:: EXTRACTED ENTRIES ::
--*--

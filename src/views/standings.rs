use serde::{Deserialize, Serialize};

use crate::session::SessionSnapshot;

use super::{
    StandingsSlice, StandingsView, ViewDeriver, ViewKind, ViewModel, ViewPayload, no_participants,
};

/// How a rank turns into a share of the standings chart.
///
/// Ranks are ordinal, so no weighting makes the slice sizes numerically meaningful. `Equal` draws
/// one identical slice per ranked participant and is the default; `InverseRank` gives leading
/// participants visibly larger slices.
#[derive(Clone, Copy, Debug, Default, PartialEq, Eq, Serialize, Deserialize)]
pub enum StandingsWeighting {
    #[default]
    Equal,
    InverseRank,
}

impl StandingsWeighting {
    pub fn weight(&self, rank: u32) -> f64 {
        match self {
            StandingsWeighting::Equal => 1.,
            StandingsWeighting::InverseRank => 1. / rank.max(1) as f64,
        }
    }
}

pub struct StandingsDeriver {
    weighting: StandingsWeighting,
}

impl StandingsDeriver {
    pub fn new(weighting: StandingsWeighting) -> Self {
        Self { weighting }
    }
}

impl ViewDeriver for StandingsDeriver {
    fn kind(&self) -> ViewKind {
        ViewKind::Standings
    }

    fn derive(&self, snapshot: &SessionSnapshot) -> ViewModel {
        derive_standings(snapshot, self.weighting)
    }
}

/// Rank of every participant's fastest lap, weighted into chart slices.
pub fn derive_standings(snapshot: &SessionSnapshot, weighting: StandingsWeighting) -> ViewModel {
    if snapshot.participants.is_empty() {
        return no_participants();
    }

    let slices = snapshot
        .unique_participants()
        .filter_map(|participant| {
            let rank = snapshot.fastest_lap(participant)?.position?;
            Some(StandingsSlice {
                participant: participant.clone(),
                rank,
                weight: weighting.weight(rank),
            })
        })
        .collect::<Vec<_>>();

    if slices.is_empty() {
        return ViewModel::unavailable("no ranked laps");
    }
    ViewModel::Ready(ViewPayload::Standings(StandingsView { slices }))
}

--*--

:: WHAT THE EXERCISE ASKS ::
Filter the listing by the string "ViewModel"; copy each matching line.

:: EXERCISE RESPONSE ::
    StandingsSlice, StandingsView, ViewDeriver, ViewKind, ViewModel, ViewPayload, no_participants,
    fn derive(&self, snapshot: &SessionSnapshot) -> ViewModel {
pub fn derive_standings(snapshot: &SessionSnapshot, weighting: StandingsWeighting) -> ViewModel {
        return ViewModel::unavailable("no ranked laps");
    ViewModel::Ready(ViewPayload::Standings(StandingsView { slices }))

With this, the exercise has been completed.